Annoyed at his robot's inability to capture Spider-Man, Smythe obsesses over Spider-Man, turning to crime to finance his research and constantly improving his robots which he dubbed Spider-Slayers. His creations, no matter how deadly or powerful he made, are defeated by Spider-Man utilizing a key flaw in their designs.

Smythe is fatally poisoned by the radioactive materials used in the robots' manufacturing, leaving him to a slow and agonizing death. Blaming Spider-Man and Jameson equally for his impending death, Smythe handcuffs the two together with a bomb scheduled to detonate in 24 hours, determined to make the two suffer the agony of inescapable death that he saw the two as having condemned him to. Smythe dies before the 24 hours are up, convinced that he had killed off the two responsible. Spider-Man stops the bomb by freezing its controls moments before it detonates.

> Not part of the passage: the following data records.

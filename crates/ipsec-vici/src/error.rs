use thiserror::Error;

/// Top-level error type for the `ipsec-vici` crate.
///
/// Covers every failure mode of a VICI session: connecting, socket I/O,
/// timeouts, and protocol violations by either side. `ipsec-core` maps
/// these into connection or listing failures.
#[derive(Debug, Error)]
pub enum Error {
    // ── Transport ───────────────────────────────────────────────────
    /// The daemon socket could not be reached.
    #[error("Cannot connect to VICI socket at {address}: {source}")]
    Connect {
        address: String,
        #[source]
        source: std::io::Error,
    },

    /// Read or write failure on an established session.
    #[error("VICI I/O error: {0}")]
    Io(#[from] std::io::Error),

    /// A single socket operation exceeded the session timeout.
    #[error("VICI operation timed out after {timeout_secs}s")]
    Timeout { timeout_secs: u64 },

    /// The configured network type is not supported on this platform.
    #[error("Unsupported VICI network: {0}")]
    UnsupportedNetwork(String),

    // ── Protocol ────────────────────────────────────────────────────
    /// The peer sent something that is not valid VICI.
    #[error("VICI protocol error: {0}")]
    Protocol(String),

    /// A packet announced a length above the protocol limit.
    #[error("VICI packet of {size} bytes exceeds the {max} byte limit")]
    PacketTooLarge { size: usize, max: usize },

    /// A message could not be encoded (key or value too long).
    #[error("Cannot encode VICI message: {0}")]
    Encode(String),

    /// The daemon does not know the requested command.
    #[error("Unknown VICI command: {0}")]
    UnknownCommand(String),

    /// The daemon refused to register the requested event.
    #[error("Unknown VICI event: {0}")]
    UnknownEvent(String),
}
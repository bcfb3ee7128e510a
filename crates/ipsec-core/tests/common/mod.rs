// Shared fakes for collector tests.
#![allow(dead_code, clippy::unwrap_used)]

use std::collections::{HashMap, VecDeque};
use std::sync::{Arc, Mutex};

use chrono::{DateTime, Utc};
use ipsec_vici::{Client, Connector, Error, Message};

/// What the fake daemon answers for one command.
#[derive(Clone)]
pub enum Reply {
    Records(Vec<Message>),
    Fail(String),
}

#[derive(Default)]
struct State {
    /// Per-connect outcome, consumed front to back; empty means accept.
    refusals: VecDeque<bool>,
    replies: HashMap<String, Reply>,
    connects: usize,
    closes: usize,
    requests: Vec<(String, String, Option<Message>)>,
}

/// In-memory connector whose sessions share one scripted state.
#[derive(Clone, Default)]
pub struct FakeConnector {
    state: Arc<Mutex<State>>,
}

impl FakeConnector {
    pub fn new() -> Self {
        Self::default()
    }

    pub fn reply(self, command: &str, reply: Reply) -> Self {
        self.state
            .lock()
            .unwrap()
            .replies
            .insert(command.to_owned(), reply);
        self
    }

    /// Script connect outcomes in order: `true` refuses that attempt.
    pub fn refuse(self, pattern: &[bool]) -> Self {
        self.state.lock().unwrap().refusals.extend(pattern);
        self
    }

    pub fn connects(&self) -> usize {
        self.state.lock().unwrap().connects
    }

    pub fn closes(&self) -> usize {
        self.state.lock().unwrap().closes
    }

    pub fn requests(&self) -> Vec<(String, String, Option<Message>)> {
        self.state.lock().unwrap().requests.clone()
    }
}

impl Connector for FakeConnector {
    type Client = FakeClient;

    async fn connect(&self) -> Result<FakeClient, Error> {
        let mut state = self.state.lock().unwrap();
        state.connects += 1;
        if state.refusals.pop_front().unwrap_or(false) {
            return Err(Error::Connect {
                address: "tcp://fake:4502".into(),
                source: std::io::Error::from(std::io::ErrorKind::ConnectionRefused),
            });
        }
        Ok(FakeClient {
            state: Arc::clone(&self.state),
        })
    }
}

pub struct FakeClient {
    state: Arc<Mutex<State>>,
}

impl Client for FakeClient {
    async fn streamed_command_request(
        &mut self,
        command: &str,
        event: &str,
        message: Option<&Message>,
    ) -> Result<Vec<Message>, Error> {
        let mut state = self.state.lock().unwrap();
        state
            .requests
            .push((command.to_owned(), event.to_owned(), message.cloned()));
        match state.replies.get(command) {
            Some(Reply::Records(records)) => Ok(records.clone()),
            Some(Reply::Fail(reason)) => Err(Error::Protocol(reason.clone())),
            None => Err(Error::UnknownCommand(command.to_owned())),
        }
    }

    async fn close(self) -> Result<(), Error> {
        self.state.lock().unwrap().closes += 1;
        Ok(())
    }
}

// ── Fixtures ────────────────────────────────────────────────────────

pub fn at(rfc3339: &str) -> DateTime<Utc> {
    DateTime::parse_from_rfc3339(rfc3339).unwrap().with_timezone(&Utc)
}

pub fn tunnel(state: &str, children: Message) -> Message {
    Message::new()
        .with("uniqueid", "1")
        .with("version", "2")
        .with("state", state)
        .with("encr-alg", "AES_CBC")
        .with("encr-keysize", "256")
        .with("child-sas", children)
}

pub fn child(name: &str, state: &str) -> Message {
    Message::new()
        .with("name", name)
        .with("uniqueid", "10")
        .with("state", state)
        .with("bytes-in", "4096")
        .with("local-ts", vec!["10.0.0.0/24"])
        .with("remote-ts", vec!["10.1.0.0/24", "10.2.0.0/24"])
}

pub fn certificate(pem: &str) -> Message {
    Message::new()
        .with("type", "X509")
        .with("flag", "NONE")
        .with("data", pem.as_bytes().to_vec())
}

pub const VALID_PEM: &str = include_str!("../testdata/cert-valid.pem");
pub const EXPIRED_PEM: &str = include_str!("../testdata/cert-expired.pem");
pub const MULTI_RDN_PEM: &str = include_str!("../testdata/cert-multi-rdn.pem");
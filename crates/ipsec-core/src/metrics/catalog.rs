// ── Metric catalog ──
//
// Every exported gauge, without the configurable prefix.

/// Static description of one gauge family.
#[derive(Debug, Clone, Copy, PartialEq, Eq)]
pub struct Desc {
    pub suffix: &'static str,
    pub help: &'static str,
    pub labels: &'static [&'static str],
}

const TUNNEL: &[&str] = &["tunnel_name", "tunnel_id"];
const TUNNEL_ALGORITHM: &[&str] = &["tunnel_name", "tunnel_id", "algorithm", "dh_group"];
const CHILD: &[&str] = &["tunnel_name", "tunnel_id", "child_name", "child_id"];
const CHILD_SELECTORS: &[&str] = &[
    "tunnel_name",
    "tunnel_id",
    "child_name",
    "child_id",
    "local_ts",
    "remote_ts",
];
const CHILD_ALGORITHM: &[&str] = &[
    "tunnel_name",
    "tunnel_id",
    "child_name",
    "child_id",
    "algorithm",
    "dh_group",
];
const CERTIFICATE: &[&str] = &[
    "serial_number",
    "subject",
    "alternate_names",
    "not_before",
    "not_after",
];

// ── Tunnels ─────────────────────────────────────────────────────────

pub const TUNNEL_COUNT: Desc = Desc {
    suffix: "tunnel_count",
    help: "Number of known tunnels",
    labels: &[],
};
pub const TUNNEL_VERSION: Desc = Desc {
    suffix: "tunnel_version",
    help: "Version of this tunnel",
    labels: TUNNEL,
};
pub const TUNNEL_STATUS: Desc = Desc {
    suffix: "tunnel_status",
    help: "Status of this tunnel",
    labels: TUNNEL,
};
pub const TUNNEL_INITIATOR: Desc = Desc {
    suffix: "tunnel_initiator",
    help: "Flag if the server is the initiator for this connection",
    labels: TUNNEL,
};
pub const TUNNEL_NAT_LOCAL: Desc = Desc {
    suffix: "tunnel_nat_local",
    help: "Flag if the local endpoint is behind nat",
    labels: TUNNEL,
};
pub const TUNNEL_NAT_REMOTE: Desc = Desc {
    suffix: "tunnel_nat_remote",
    help: "Flag if the remote server is behind nat",
    labels: TUNNEL,
};
pub const TUNNEL_NAT_FAKE: Desc = Desc {
    suffix: "tunnel_nat_fake",
    help: "Flag if NAT situation has been faked as responder",
    labels: TUNNEL,
};
pub const TUNNEL_NAT_ANY: Desc = Desc {
    suffix: "tunnel_nat_any",
    help: "Flag if any endpoint is behind a NAT (also if faked)",
    labels: TUNNEL,
};
pub const TUNNEL_ENCRYPTION_KEY_SIZE: Desc = Desc {
    suffix: "tunnel_encryption_key_size",
    help: "Key size of the encryption algorithm",
    labels: TUNNEL_ALGORITHM,
};
pub const TUNNEL_INTEGRITY_KEY_SIZE: Desc = Desc {
    suffix: "tunnel_integrity_key_size",
    help: "Key size of the integrity algorithm",
    labels: TUNNEL_ALGORITHM,
};
pub const TUNNEL_ESTABLISHED_SECONDS: Desc = Desc {
    suffix: "tunnel_established_seconds",
    help: "Seconds since the tunnel was established",
    labels: TUNNEL,
};
pub const TUNNEL_REKEY_SECONDS: Desc = Desc {
    suffix: "tunnel_rekey_seconds",
    help: "Seconds until the tunnel will be rekeyed",
    labels: TUNNEL,
};
pub const TUNNEL_REAUTH_SECONDS: Desc = Desc {
    suffix: "tunnel_reauth_seconds",
    help: "Seconds until the tunnel will be reauthed",
    labels: TUNNEL,
};
pub const TUNNEL_CHILDREN_SIZE: Desc = Desc {
    suffix: "tunnel_children_size",
    help: "Count of children of this tunnel",
    labels: TUNNEL,
};

// ── Children ────────────────────────────────────────────────────────

pub const CHILD_STATUS: Desc = Desc {
    suffix: "child_status",
    help: "Status of this child sa",
    labels: CHILD_SELECTORS,
};
pub const CHILD_ENCAP: Desc = Desc {
    suffix: "child_encap",
    help: "Forced Encapsulation in UDP Packets",
    labels: CHILD,
};
pub const CHILD_ENCRYPTION_KEY_SIZE: Desc = Desc {
    suffix: "child_encryption_key_size",
    help: "Key size of the encryption algorithm",
    labels: CHILD_ALGORITHM,
};
pub const CHILD_INTEGRITY_KEY_SIZE: Desc = Desc {
    suffix: "child_integrity_key_size",
    help: "Key size of the integrity algorithm",
    labels: CHILD_ALGORITHM,
};
pub const CHILD_INBOUND_BYTES: Desc = Desc {
    suffix: "child_inbound_bytes",
    help: "Number of input bytes processed",
    labels: CHILD_SELECTORS,
};
pub const CHILD_INBOUND_PACKETS: Desc = Desc {
    suffix: "child_inbound_packets",
    help: "Number of input packets processed",
    labels: CHILD_SELECTORS,
};
pub const CHILD_LAST_INBOUND_SECONDS: Desc = Desc {
    suffix: "child_last_inbound_seconds",
    help: "Number of seconds since the last inbound packet was received",
    labels: CHILD_SELECTORS,
};
pub const CHILD_OUTBOUND_BYTES: Desc = Desc {
    suffix: "child_outbound_bytes",
    help: "Number of output bytes processed",
    labels: CHILD_SELECTORS,
};
pub const CHILD_OUTBOUND_PACKETS: Desc = Desc {
    suffix: "child_outbound_packets",
    help: "Number of output packets processed",
    labels: CHILD_SELECTORS,
};
pub const CHILD_LAST_OUTBOUND_SECONDS: Desc = Desc {
    suffix: "child_last_outbound_seconds",
    help: "Number of seconds since the last outbound packet was sent",
    labels: CHILD_SELECTORS,
};
pub const CHILD_ESTABLISHED_SECONDS: Desc = Desc {
    suffix: "child_established_seconds",
    help: "Seconds since the child SA was established",
    labels: CHILD,
};
pub const CHILD_REKEY_SECONDS: Desc = Desc {
    suffix: "child_rekey_seconds",
    help: "Seconds until the child SA will be rekeyed",
    labels: CHILD,
};
pub const CHILD_LIFETIME_SECONDS: Desc = Desc {
    suffix: "child_lifetime_seconds",
    help: "Seconds until the lifetime expires",
    labels: CHILD,
};

// ── Certificates ────────────────────────────────────────────────────

pub const CERT_COUNT: Desc = Desc {
    suffix: "cert_count",
    help: "Number of X509 certificates",
    labels: &[],
};
pub const CERT_VALID: Desc = Desc {
    suffix: "cert_valid",
    help: "X509 certificate validity",
    labels: CERTIFICATE,
};
pub const CERT_EXPIRE_SECONDS: Desc = Desc {
    suffix: "cert_expire_seconds",
    help: "Seconds until the X509 certificate expires",
    labels: CERTIFICATE,
};

/// All gauges in emission order.
pub const ALL: &[Desc] = &[
    TUNNEL_COUNT,
    TUNNEL_VERSION,
    TUNNEL_STATUS,
    TUNNEL_INITIATOR,
    TUNNEL_NAT_LOCAL,
    TUNNEL_NAT_REMOTE,
    TUNNEL_NAT_FAKE,
    TUNNEL_NAT_ANY,
    TUNNEL_ENCRYPTION_KEY_SIZE,
    TUNNEL_INTEGRITY_KEY_SIZE,
    TUNNEL_ESTABLISHED_SECONDS,
    TUNNEL_REKEY_SECONDS,
    TUNNEL_REAUTH_SECONDS,
    TUNNEL_CHILDREN_SIZE,
    CHILD_STATUS,
    CHILD_ENCAP,
    CHILD_ENCRYPTION_KEY_SIZE,
    CHILD_INTEGRITY_KEY_SIZE,
    CHILD_INBOUND_BYTES,
    CHILD_INBOUND_PACKETS,
    CHILD_LAST_INBOUND_SECONDS,
    CHILD_OUTBOUND_BYTES,
    CHILD_OUTBOUND_PACKETS,
    CHILD_LAST_OUTBOUND_SECONDS,
    CHILD_ESTABLISHED_SECONDS,
    CHILD_REKEY_SECONDS,
    CHILD_LIFETIME_SECONDS,
    CERT_COUNT,
    CERT_VALID,
    CERT_EXPIRE_SECONDS,
];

During the Dead No More: The Clone Conspiracy storyline, Spencer is resurrected in a clone body by Ben Reilly's company New U Technologies, but is later killed again.

==Skills and abilities==
Spencer Smythe is quite intelligent, capable of designing advanced robots that could pursue solitary targets. These robots were physically dangerous enough to overpower Spider-Man at multiple points, but lacked A.I. software.

==In other media==
===Television===
- A character based on Spencer Smythe, named Henry Smythe, appears in the Spider-Man (1967) episode "Captured by J. Jonah Jameson", voiced by Henry Ramer.
- Spencer Smythe appears in Spider-Man: The Animated Series, voiced by Edward Mulhare. After being enlisted by Norman Osborn to capture Spider-Man in exchange for building a hover-chair for his paralyzed son Alistair Smythe, Spencer creates his first Spider-Slayer, the Black Widow, to achieve this. However, its fight with Spider-Man leads to a fire at Oscorp. With Osborn's negative reinforcement, Spencer stays behind to ensure Spider-Man dies and Alistair gets the hover-chair, but is seemingly killed when Oscorp explodes. Later in the series, it is revealed that Spencer survived and was placed in cryogenic suspension by the Kingpin to ensure Alistair's loyalty. Alistair eventually discovers his father's preserved body and recovers it with Spider-Man's help before working for various individuals to revive Spencer.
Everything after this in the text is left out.